Pistachio and goji pinwheels
You will need your 300 g Yeast-based flaky dough (for croissants) to be really cold. If it isn't, roll out roughly, then lay on a baking sheet and chill in the freezer for 10 minutes, or in the fridge for 30 minutes.

Stage 2 - 5 min.
Pistachio and goji pinwheels
Roll out the dough into a large rectangle 18" x 10" (45 x 25 cm). Tip: Lay the dough on a plastic sheet to make the next stage easier.

Stage 3 - 2 min.
Pistachio and goji pinwheels
Mark a line 2" (5 cm) in from the nearest short edge.

Stage 4 - 2 min.
Pistachio and goji pinwheels
Use a rolling pin to thin out the edge part nearest you.

You will completely squash the dough, but don't worry, this will help when it comes to sealing up the roll later.

Stage 5 - 3 min.
Pistachio and goji pinwheels
Spread 200 g Pistachio cream over the whole surface, apart from the thinned bottom edge.

Stage 6 - 2 min.
Pistachio and goji pinwheels
Scatter 100 g goji berries over the cream filling.

Stage 7 - 3 min.
Pistachio and goji pinwheels
Now comes the tricky part: you need to roll up the dough, starting from the furthest edge, into a neat cylinder.

If you have the dough on a plastic sheet, simply pull this towards you slightly to start the roll.

Stage 8
Pistachio and goji pinwheels
If you do this really carefully, you should end up with a tightly rolled and even cylinder.

Stop when you get to the line you marked.

Stage 9 - 2 min.
Pistachio and goji pinwheels
Use a brush dipped in water to moisten the thinned edge of the dough.

Stage 10 - 20 min.
Pistachio and goji pinwheels
Finish rolling the dough, sticking the moistened edge firmly, and lay the roll on a baking sheet, still in its plastic sheet if possible.

Chill in the freezer for 20 minutes, or the fridge for 45 minutes to make the roll easier to slice.

Stage 11 - 5 min.
Pistachio and goji pinwheels
After chilling, use a serrated knife to cut the roll into slices about 1" (2.5 cm) thick.

Stage 12
Pistachio and goji pinwheels
Lay the slices on a baking sheet, well spaced out (they will swell during proving and baking), no more than 6 on a sheet.

Stage 13 - 1 hour
Pistachio and goji pinwheels
This is not essential, but you can glaze the slices around the sides only, or this will hinder the rising in the oven.

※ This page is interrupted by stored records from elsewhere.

#[tokio::test]
async fn test_adding_same_product_merges_quantity() {
    let app = TestApp::new().await;
    let menu = seed_menu(&app).await;
    let table = app.seed_table("T1").await;
    let order_id = open_order(&app, table.id).await;

    let first = add_item(&app, order_id, menu.espresso, 2).await;
    assert_eq!(first["data"]["merged"], false);
    assert_eq!(first["data"]["quantity"], 2);

    let second = add_item(&app, order_id, menu.espresso, 3).await;
    assert_eq!(second["data"]["merged"], true);
    assert_eq!(second["data"]["id"], first["data"]["id"]);
    assert_eq!(second["data"]["quantity"], 5);
    assert_eq!(decimal(&second["data"]["subtotal"]), dec!(12.50));

    let items = app
        .as_staff(
            Method::GET,
            &format!("/api/v1/orders/{}/items", order_id),
            None,
        )
        .await;
    let items = response_json(items).await;
    let items = items["data"].as_array().unwrap();
    assert_eq!(items.len(), 1);
    assert_eq!(items[0]["quantity"], 5);
}

#[tokio::test]
async fn test_order_detail_reports_live_totals() {
    let app = TestApp::new().await;
    let menu = seed_menu(&app).await;
    let table = app.seed_table("T1").await;
    let order_id = open_order(&app, table.id).await;

    add_item(&app, order_id, menu.espresso, 2).await;
    add_item(&app, order_id, menu.croissant, 1).await;

    let response = app
        .as_staff(Method::GET, &format!("/api/v1/orders/{}", order_id), None)
        .await;
    assert_eq!(response.status(), StatusCode::OK);
    let body = response_json(response).await;

    assert_eq!(body["data"]["items"].as_array().unwrap().len(), 2);
    assert_eq!(body["data"]["summary"]["itemCount"], 2);
    assert_eq!(body["data"]["summary"]["totalQuantity"], 3);
    assert_eq!(decimal(&body["data"]["summary"]["itemsTotal"]), dec!(8.00));
    assert_eq!(decimal(&body["data"]["order"]["totalAmount"]), dec!(8.00));
}

#[tokio::test]
async fn test_unavailable_product_cannot_be_added() {
    let app = TestApp::new().await;
    let menu = seed_menu(&app).await;
    let table = app.seed_table("T1").await;
    let order_id = open_order(&app, table.id).await;

    let deleted = app
        .as_manager(
            Method::DELETE,
            &format!("/api/v1/products/{}", menu.croissant),
            None,
        )
        .await;
    assert_eq!(deleted.status(), StatusCode::OK);

    let response = app
        .as_staff(
            Method::POST,
            &format!("/api/v1/orders/{}/items", order_id),
            Some(json!({ "productId": menu.croissant, "quantity": 1 })),
        )
        .await;
    assert_eq!(response.status(), StatusCode::NOT_FOUND);

    let restored = app
        .as_manager(
            Method::POST,
            &format!("/api/v1/products/{}/restore", menu.croissant),
            None,
        )
        .await;
    assert_eq!(restored.status(), StatusCode::OK);
    add_item(&app, order_id, menu.croissant, 1).await;
}
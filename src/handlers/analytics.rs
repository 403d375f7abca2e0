use crate::{
    errors::ServiceError,
    handlers::{extract::ApiQuery, AppState},
    services::analytics::{DailyRevenue, DateRange, PaymentTypeStats, SalesSummary, TopProduct},
    ApiResponse,
};
use axum::{extract::State, Json};
use serde::Deserialize;

#[derive(Debug, Deserialize)]
pub struct DaysQuery {
    #[serde(default = "default_days")]
    pub days: u32,
}

fn default_days() -> u32 {
    7
}

#[derive(Debug, Deserialize)]
pub struct LimitQuery {
    #[serde(default = "default_limit")]
    pub limit: usize,
}

fn default_limit() -> usize {
    10
}

/// Sales summary, optionally bounded by `?from=&to=` (RFC 3339)
pub async fn sales_summary(
    State(state): State<AppState>,
    ApiQuery(range): ApiQuery<DateRange>,
) -> Result<Json<ApiResponse<SalesSummary>>, ServiceError> {
    let summary = state.services.analytics.summary(range).await?;
    Ok(Json(ApiResponse::success(summary)))
}

pub async fn revenue_by_day(
    State(state): State<AppState>,
    ApiQuery(query): ApiQuery<DaysQuery>,
) -> Result<Json<ApiResponse<Vec<DailyRevenue>>>, ServiceError> {
    let days = state.services.analytics.revenue_by_day(query.days).await?;
    Ok(Json(ApiResponse::success(days)))
}

pub async fn top_products(
    State(state): State<AppState>,
    ApiQuery(query): ApiQuery<LimitQuery>,
) -> Result<Json<ApiResponse<Vec<TopProduct>>>, ServiceError> {
    let products = state.services.analytics.top_products(query.limit).await?;
    Ok(Json(ApiResponse::success(products)))
}

pub async fn payment_types(
    State(state): State<AppState>,
    ApiQuery(range): ApiQuery<DateRange>,
) -> Result<Json<ApiResponse<Vec<PaymentTypeStats>>>, ServiceError> {
    let breakdown = state
        .services
        .analytics
        .payment_type_breakdown(range)
        .await?;
    Ok(Json(ApiResponse::success(breakdown)))
}
use crate::entities::OrderStatus;

/// Outcome of asking to move an order from one status to another.
#[derive(Debug, Clone, Copy, PartialEq, Eq)]
pub enum Transition {
    /// Target equals the current status; nothing to write.
    Unchanged,
    Allowed,
    /// Leaving a terminal status.
    Rejected,
}

/// The order state machine.
///
/// `Ordering` may move to `Paid` or `Cancelled`. Both of those are terminal.
/// Requesting the current status is always accepted as a no-op. Whether a
/// move to `Paid` additionally needs a payment row is checked by the caller.
pub fn transition(from: OrderStatus, to: OrderStatus) -> Transition {
    use OrderStatus::*;

    match (from, to) {
        (a, b) if a == b => Transition::Unchanged,
        (Ordering, Paid) | (Ordering, Cancelled) => Transition::Allowed,
        (Paid, _) | (Cancelled, _) => Transition::Rejected,
        (Ordering, Ordering) => Transition::Unchanged,
    }
}

/// Items may only be added, changed or removed while the tab is open.
pub fn is_mutable(status: OrderStatus) -> bool {
    status == OrderStatus::Ordering
}

#[cfg(test)]
mod tests {
    use super::*;
    use rstest::rstest;
    use OrderStatus::*;

    #[rstest]
    #[case(Ordering, Ordering, Transition::Unchanged)]
    #[case(Ordering, Paid, Transition::Allowed)]
    #[case(Ordering, Cancelled, Transition::Allowed)]
    #[case(Paid, Paid, Transition::Unchanged)]
    #[case(Paid, Ordering, Transition::Rejected)]
    #[case(Paid, Cancelled, Transition::Rejected)]
    #[case(Cancelled, Cancelled, Transition::Unchanged)]
    #[case(Cancelled, Ordering, Transition::Rejected)]
    #[case(Cancelled, Paid, Transition::Rejected)]
    fn transition_table(
        #[case] from: OrderStatus,
        #[case] to: OrderStatus,
        #[case] expected: Transition,
    ) {
        assert_eq!(transition(from, to), expected);
    }

    #[rstest]
    #[case(Paid)]
    #[case(Cancelled)]
    fn terminal_statuses_are_frozen(#[case] status: OrderStatus) {
        assert!(status.is_terminal());
        assert!(!is_mutable(status));
    }

    #[test]
    fn open_order_is_mutable() {
        assert!(is_mutable(Ordering));
        assert!(!Ordering.is_terminal());
    }
}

Put somewhere hot to rest and rise for 1 hour.

Stage 14 - 25 min.
Pistachio and goji pinwheels
Preheat the oven to 360°F (180°C).

Bake for 20 to 25 minutes, keeping an eye on the browning towards the end.

Leave to cool on a wire rack.
Remarks
As with many other pastries, these freeze very well for baking later: freeze the slices just after cutting.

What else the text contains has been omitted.